Dataset entries:
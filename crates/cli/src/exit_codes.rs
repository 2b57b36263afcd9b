//! CLI Exit Code Registry
//!
//! Single source of truth for `nbrcheck` exit codes. Scripts that run the
//! simulation and then `nbrcheck compare` rely on them.
//!
//! | Code | Meaning                                                    |
//! |------|------------------------------------------------------------|
//! | 0    | Success; `compare` found both neighbor lists identical     |
//! | 1    | `compare` found links reported by only one method          |
//! | 2    | Usage error (bad args, invalid config)                     |
//! | 3    | Input file missing or unreadable                           |
//! | 4    | Malformed input file                                       |
//! | 5    | Datasets built with different `N`, `L` or `M`              |
//! | 6    | One-sided neighbor entries rejected by `require_symmetric` |
//! | 7    | Output file could not be written                           |

use nbrcheck_io::IoError;
use nbrcheck_recon::ReconError;

/// Success - command completed, and for `compare` the lists agree.
pub const EXIT_SUCCESS: u8 = 0;

/// Links differ between the two methods.
/// Like `diff(1)`, exit 1 means "inputs differ."
pub const EXIT_DIFFERENCES: u8 = 1;

/// Usage error - bad arguments, invalid compare config.
pub const EXIT_USAGE: u8 = 2;

/// An input file does not exist or cannot be read.
pub const EXIT_INPUT_MISSING: u8 = 3;

/// An input file has a malformed line or refers to an unknown particle.
pub const EXIT_INPUT_PARSE: u8 = 4;

/// The two datasets disagree on `N`, `L` or `M`; no comparison is made.
pub const EXIT_PARAMS_MISMATCH: u8 = 5;

/// `require_symmetric` is set and a neighbor list has one-sided entries.
pub const EXIT_ASYMMETRIC: u8 = 6;

/// Writing JSON, CSV or scene output failed.
pub const EXIT_OUTPUT: u8 = 7;

/// Map a file error to its exit code.
pub fn io_exit_code(err: &IoError) -> u8 {
    match err {
        IoError::NotFound { .. } | IoError::Read { .. } => EXIT_INPUT_MISSING,
        IoError::Parse { .. } | IoError::UnknownVertex { .. } => EXIT_INPUT_PARSE,
        IoError::Write { .. } => EXIT_OUTPUT,
    }
}

/// Map an engine error to its exit code.
pub fn recon_exit_code(err: &ReconError) -> u8 {
    match err {
        ReconError::ConfigParse(_) | ReconError::ConfigValidation(_) => EXIT_USAGE,
        ReconError::ParameterMismatch { .. } => EXIT_PARAMS_MISMATCH,
        ReconError::AsymmetricRelation { .. } => EXIT_ASYMMETRIC,
    }
}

Instructions for the task: Among the lines above, which hold the word "sided"? Report each one.

Solution to this problem:
//! | 6    | One-sided neighbor entries rejected by `require_symmetric` |
/// `require_symmetric` is set and a neighbor list has one-sided entries.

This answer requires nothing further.